Heureusement peu fréquent (survenant environ chez 0,5 % des
sujets sous neuroleptiques), le syndrome malin des neuroleptiques
(SMN) représente une grave complication pouvant émailler un
traitement par ces médicaments antipsychotiques. Cette « réaction
idiosyncrasique » existe à la fois avec des neuroleptiques
classiques (première génération) ou atypiques (seconde génération).
Et même si la mortalité imputable à ce syndrome semble actuellement
diminuer, il est important de le reconnaître et de le prévenir, vu
la gravité de ses séquelles possibles (neuropsychiatriques ou
organiques).
Si la « tétrade classique » du SMN associe « un brusque accès de
fièvre, une instabilité, des troubles extrapyramidaux et une
altération de l’état mental », d’autres symptômes (biologiques ou
para-cliniques) peuvent se rencontrer : hyperleucocytose, anomalies
de l’électrocardiogramme, de la coagulation, du bilan des
électrolytes, troubles de la fonction rénale, de la fonction
hépatique…
Une étude a exploité les données du registre australien de
pharmacovigilance ADRAC, considéré comme « l’un des meilleurs du
monde » et recensant les effets latéraux des médicaments, en
particulier les statistiques relatives aux 208 SMN constatés en
Australie entre 1994 et 2010, afin de comparer les caractéristiques
des SMN selon le type de neuroleptique prescrit (première ou
seconde génération).
Cette enquête montre globalement que les sujets avec SMN induit
par un neuroleptique de seconde génération sont en général « plus
jeunes et plus volontiers étiquetés psychotiques. » Dans les deux
populations (patients sous neuroleptiques classiques ou atypiques),
la symptomatologie du SMN est « très similaire », excepté une «
moindre fréquence de la rigidité ou des troubles extrapyramidaux »
avec les neuroleptiques de seconde génération, comparativement à
l’emploi des neuroleptiques de première génération.

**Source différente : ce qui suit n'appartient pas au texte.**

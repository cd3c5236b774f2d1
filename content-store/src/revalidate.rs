//! Revalidation seam between repositories and the cache tier
//!
//! Repositories signal affected public routes after every successful
//! mutation. The signal is fire-and-forget and runs outside the transaction
//! boundary: a failing cache tier can never fail or delay a write.

use async_trait::async_trait;
use cache_revalidate::RevalidationPublisher;
use std::sync::Arc;
use tracing::warn;

/// Downstream collaborator notified of stale public routes
#[async_trait]
pub trait Revalidator: Send + Sync {
    async fn invoke(&self, path: &str) -> anyhow::Result<()>;
}

/// Drops every notification; for tests and hosts without a cache tier
#[derive(Debug, Default)]
pub struct NoopRevalidator;

#[async_trait]
impl Revalidator for NoopRevalidator {
    async fn invoke(&self, _path: &str) -> anyhow::Result<()> {
        Ok(())
    }
}

/// Publishes revalidation events to Redis Pub/Sub
pub struct RedisRevalidator {
    publisher: RevalidationPublisher,
}

impl RedisRevalidator {
    pub fn new(publisher: RevalidationPublisher) -> Self {
        Self { publisher }
    }
}

#[async_trait]
impl Revalidator for RedisRevalidator {
    async fn invoke(&self, path: &str) -> anyhow::Result<()> {
        self.publisher.publish_path(path).await?;
        Ok(())
    }
}

/// Notify each affected route in the background
///
/// Failures are logged and dropped; the caller's mutation result is already
/// committed and does not change.
pub(crate) fn notify_paths(revalidator: &Arc<dyn Revalidator>, paths: Vec<String>) {
    for path in paths {
        let revalidator = Arc::clone(revalidator);
        tokio::spawn(async move {
            if let Err(err) = revalidator.invoke(&path).await {
                warn!(%path, error = %err, "Revalidation notification failed");
            }
        });
    }
}

#[cfg(test)]
mod tests {
    use super::*;
    use std::sync::atomic::{AtomicUsize, Ordering};

    struct CountingRevalidator(AtomicUsize);

    #[async_trait]
    impl Revalidator for CountingRevalidator {
        async fn invoke(&self, _path: &str) -> anyhow::Result<()> {
            self.0.fetch_add(1, Ordering::SeqCst);
            Ok(())
        }
    }

    #[tokio::test]
    async fn test_notify_paths_invokes_once_per_route() {
        let revalidator: Arc<CountingRevalidator> =
            Arc::new(CountingRevalidator(AtomicUsize::new(0)));
        let as_trait: Arc<dyn Revalidator> = revalidator.clone();

        notify_paths(
            &as_trait,
            vec!["/channels".to_string(), "/channels/news-24".to_string()],
        );

        // Spawned tasks; yield until they have run.
        for _ in 0..10 {
            tokio::task::yield_now().await;
        }
        assert_eq!(revalidator.0.load(Ordering::SeqCst), 2);
    }

    #[tokio::test]
    async fn test_noop_revalidator_accepts_everything() {
        assert!(NoopRevalidator.invoke("/live").await.is_ok());
    }
}
//! Parameterized statement execution
//!
//! Thin layer over sqlx that binds an ordered [`SqlValue`] list and
//! translates driver failures into the store's error taxonomy. The functions
//! are generic over [`sqlx::PgExecutor`], so the same code path serves
//! ephemeral pool statements and statements pinned to a transaction; sqlx
//! releases the underlying connection on both success and failure.

use crate::error::{Result, StatementShape, StoreError};
use crate::value::SqlValue;
use sqlx::postgres::PgRow;
use sqlx::{FromRow, PgExecutor};
use tracing::debug;

/// Execute a query expecting zero or more rows
pub async fn fetch_all<'e, E, T>(executor: E, sql: &str, params: Vec<SqlValue>) -> Result<Vec<T>>
where
    E: PgExecutor<'e>,
    T: for<'r> FromRow<'r, PgRow> + Send + Unpin,
{
    debug!(shape = %StatementShape::Query, params = params.len(), "Executing statement");

    let mut query = sqlx::query_as::<_, T>(sql);
    for value in params {
        query = value.bind_query_as(query);
    }

    query
        .fetch_all(executor)
        .await
        .map_err(|e| StoreError::from_sqlx(StatementShape::Query, e))
}

/// Execute a query expecting the first row or none
pub async fn fetch_optional<'e, E, T>(
    executor: E,
    sql: &str,
    params: Vec<SqlValue>,
) -> Result<Option<T>>
where
    E: PgExecutor<'e>,
    T: for<'r> FromRow<'r, PgRow> + Send + Unpin,
{
    debug!(shape = %StatementShape::QuerySingle, params = params.len(), "Executing statement");

    let mut query = sqlx::query_as::<_, T>(sql);
    for value in params {
        query = value.bind_query_as(query);
    }

    query
        .fetch_optional(executor)
        .await
        .map_err(|e| StoreError::from_sqlx(StatementShape::QuerySingle, e))
}

/// Execute a write, returning rows affected
pub async fn execute<'e, E>(executor: E, sql: &str, params: Vec<SqlValue>) -> Result<u64>
where
    E: PgExecutor<'e>,
{
    debug!(shape = %StatementShape::Write, params = params.len(), "Executing statement");

    let mut query = sqlx::query(sql);
    for value in params {
        query = value.bind_query(query);
    }

    query
        .execute(executor)
        .await
        .map(|done| done.rows_affected())
        .map_err(|e| StoreError::from_sqlx(StatementShape::Write, e))
}
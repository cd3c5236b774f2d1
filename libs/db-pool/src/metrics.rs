//! Prometheus metrics for the database connection pool
//!
//! Tracks pool size, connection acquisition latency, and deadline misses

use prometheus::{register_histogram_vec, register_int_gauge_vec, HistogramVec, IntGaugeVec};
use sqlx::PgPool;
use std::time::Duration;

lazy_static::lazy_static! {
    /// Database connection pool size by state (idle/active/max)
    static ref DB_POOL_CONNECTIONS: IntGaugeVec = register_int_gauge_vec!(
        "db_pool_connections",
        "Database pool connection count by state",
        &["service", "state"]
    ).expect("Prometheus metrics registration should succeed at startup");

    /// Time to acquire a connection from the pool
    static ref DB_POOL_ACQUIRE_DURATION: HistogramVec = register_histogram_vec!(
        "db_pool_acquire_duration_seconds",
        "Time to acquire connection from pool",
        &["service"],
        vec![0.001, 0.005, 0.01, 0.05, 0.1, 0.5, 1.0, 5.0, 10.0]
    ).expect("Prometheus metrics registration should succeed at startup");

    /// Acquisitions that missed their deadline or failed outright
    static ref DB_POOL_ACQUIRE_FAILURES: IntGaugeVec = register_int_gauge_vec!(
        "db_pool_acquire_failures_total",
        "Connection acquisitions that failed or timed out",
        &["service"]
    ).expect("Prometheus metrics registration should succeed at startup");
}

/// Update connection pool metrics (called periodically)
pub(crate) fn update_pool_metrics(pool: &PgPool, service: &str) {
    let size = pool.size() as i64;
    let idle = pool.num_idle() as i64;
    let active = size - idle;

    DB_POOL_CONNECTIONS
        .with_label_values(&[service, "idle"])
        .set(idle);

    DB_POOL_CONNECTIONS
        .with_label_values(&[service, "active"])
        .set(active);

    DB_POOL_CONNECTIONS
        .with_label_values(&[service, "max"])
        .set(pool.options().get_max_connections() as i64);
}

/// Record one acquisition attempt
pub(crate) fn record_acquire(service: &str, waited: Duration, failed: bool) {
    DB_POOL_ACQUIRE_DURATION
        .with_label_values(&[service])
        .observe(waited.as_secs_f64());

    if failed {
        DB_POOL_ACQUIRE_FAILURES
            .with_label_values(&[service])
            .inc();
    }
}
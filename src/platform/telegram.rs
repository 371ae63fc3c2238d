use anyhow::{Context, Result};
use async_trait::async_trait;
use serde::Serialize;
use tracing::{debug, info, warn};

use crate::config::TelegramConfig;
use crate::platform::MessageSink;

#[derive(Debug, Serialize)]
struct SendMessageRequest<'a> {
    text: &'a str,
    chat_id: &'a str,
}

/// Posts messages to a Telegram chat through the Bot API sendMessage webhook
pub struct TelegramNotifier {
    client: reqwest::Client,
    url: String,
    chat_id: String,
}

impl TelegramNotifier {
    pub fn new(client: reqwest::Client, config: &TelegramConfig) -> Self {
        Self {
            client,
            url: config.send_message_url(),
            chat_id: config.chat_id.clone(),
        }
    }
}

#[async_trait]
impl MessageSink for TelegramNotifier {
    async fn send(&self, text: &str) -> Result<()> {
        let request = SendMessageRequest {
            text,
            chat_id: &self.chat_id,
        };

        debug!("Sending message to chat {}", self.chat_id);

        // .json() sets Content-Type: application/json
        let response = self
            .client
            .post(&self.url)
            .json(&request)
            .send()
            .await
            .context("Failed to send message to Telegram")?;

        let status = response.status();
        if !status.is_success() {
            warn!("Telegram responded {}", status);
            anyhow::bail!("Telegram API error ({})", status);
        }

        info!("Telegram responded {}", status);
        Ok(())
    }
}
//! Morningbot setup wizard.
//!
//! Asks for each API key, the location, the countdown target and the
//! Telegram details on the terminal, offering the public endpoints as
//! defaults for the API base URLs, then writes `config.toml` to the
//! project root (`MORNINGBOT_ROOT`, defaulting to the current directory).

use anyhow::{Context, Result};
use std::io::{self, Write};
use std::path::{Path, PathBuf};

// ── Config formatting ──────────────────────────────────────────────────────────

struct ConfigParams<'a> {
    name: &'a str,
    quote_key: &'a str,
    weather_key: &'a str,
    latitude: &'a str,
    longitude: &'a str,
    end_date: &'a str,
    event: &'a str,
    bot_token: &'a str,
    chat_id: &'a str,
    quote_url: &'a str,
    weather_url: &'a str,
    telegram_url: &'a str,
}

const DEFAULT_QUOTE_URL: &str = "https://api.api-ninjas.com/v1";
const DEFAULT_WEATHER_URL: &str = "https://api.openweathermap.org/data/2.5";
const DEFAULT_TELEGRAM_URL: &str = "https://api.telegram.org";

/// Escapes a value for a basic TOML string, control characters included.
fn toml_str(value: &str) -> String {
    let mut out = String::with_capacity(value.len());
    for c in value.chars() {
        match c {
            '\\' => out.push_str("\\\\"),
            '"' => out.push_str("\\\""),
            '\n' => out.push_str("\\n"),
            '\r' => out.push_str("\\r"),
            '\t' => out.push_str("\\t"),
            c if c.is_control() => out.push_str(&format!("\\u{:04X}", c as u32)),
            c => out.push(c),
        }
    }
    out
}

/// Produces a valid config.toml string. Extracted so it can be unit-tested.
fn format_config(p: &ConfigParams<'_>) -> String {
    let countdown_lines = if p.end_date.is_empty() {
        "# end_date = \"2030-01-01\"\n# event = \"Your event\"".to_owned()
    } else {
        format!(
            "end_date = \"{}\"\nevent = \"{}\"",
            toml_str(p.end_date),
            toml_str(p.event)
        )
    };

    let name = toml_str(p.name);
    let quote_key = toml_str(p.quote_key);
    let weather_key = toml_str(p.weather_key);
    let latitude = toml_str(p.latitude);
    let longitude = toml_str(p.longitude);
    let bot_token = toml_str(p.bot_token);
    let chat_id = toml_str(p.chat_id);
    let quote_url = toml_str(p.quote_url);
    let weather_url = toml_str(p.weather_url);
    let telegram_url = toml_str(p.telegram_url);

    format!(
        r#"[general]
name = "{name}"

[quote]
api_key = "{quote_key}"
base_url = "{quote_url}"

[weather]
api_key = "{weather_key}"
latitude = "{latitude}"
longitude = "{longitude}"
base_url = "{weather_url}"

[countdown]
{countdown_lines}

[telegram]
bot_token = "{bot_token}"
chat_id = "{chat_id}"
api_base = "{telegram_url}"
"#
    )
}

// ── Prompting ──────────────────────────────────────────────────────────────────

fn read_line(prompt: &str) -> Result<String> {
    print!("{prompt}");
    io::stdout().flush()?;
    let mut buf = String::new();
    io::stdin().read_line(&mut buf)?;
    Ok(buf.trim().to_owned())
}

fn or_default(s: String, default: &str) -> String {
    if s.is_empty() {
        default.to_owned()
    } else {
        s
    }
}

fn run_cli(project_root: &Path) -> Result<()> {
    println!("=== Morningbot Setup ===\n");

    let name = read_line("Your name (used in the greeting): ")?;
    let quote_key = read_line("API Ninjas key: ")?;
    let weather_key = read_line("OpenWeatherMap key: ")?;
    let latitude = read_line("Latitude: ")?;
    let longitude = read_line("Longitude: ")?;
    let end_date = read_line("Countdown date, YYYY-MM-DD (optional): ")?;
    let event = if end_date.is_empty() {
        String::new()
    } else {
        read_line("Event name: ")?
    };
    let bot_token = read_line("Telegram bot token: ")?;
    let chat_id = read_line("Telegram chat ID: ")?;
    let quote_url = or_default(
        read_line(&format!("Quote API base URL [{DEFAULT_QUOTE_URL}]: "))?,
        DEFAULT_QUOTE_URL,
    );
    let weather_url = or_default(
        read_line(&format!("Weather API base URL [{DEFAULT_WEATHER_URL}]: "))?,
        DEFAULT_WEATHER_URL,
    );
    let telegram_url = or_default(
        read_line(&format!("Telegram API base URL [{DEFAULT_TELEGRAM_URL}]: "))?,
        DEFAULT_TELEGRAM_URL,
    );

    let config = format_config(&ConfigParams {
        name: &name,
        quote_key: &quote_key,
        weather_key: &weather_key,
        latitude: &latitude,
        longitude: &longitude,
        end_date: &end_date,
        event: &event,
        bot_token: &bot_token,
        chat_id: &chat_id,
        quote_url: &quote_url,
        weather_url: &weather_url,
        telegram_url: &telegram_url,
    });

    let config_path = project_root.join("config.toml");
    std::fs::write(&config_path, &config)
        .with_context(|| format!("Could not write {}", config_path.display()))?;

    println!("\n✓  config.toml saved to {}", config_path.display());
    println!("   Run the job with:  cargo run --bin morningbot");
    Ok(())
}

// ── Entry point ────────────────────────────────────────────────────────────────

fn main() -> Result<()> {
    let project_root =
        PathBuf::from(std::env::var("MORNINGBOT_ROOT").unwrap_or_else(|_| ".".to_string()));
    run_cli(&project_root)
}

// ── Tests ──────────────────────────────────────────────────────────────────────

Et surtout, la
mortalité se révèle « beaucoup plus faible » (3 %) en cas de SMN
sous neuroleptiques de seconde génération, par rapport à celle
observée lors d’un SMN sous neuroleptique classique (16,3 %), mais
les raisons de cette différence demeurent encore « indéterminées
».
Dr Alain Cohen
Trollor JN et coll. : Comparison of neuroleptic malignant syndrome induced by first- and second-generation antipsychotics. Br J. Psychiatry 2012 ; 201 : 52–56.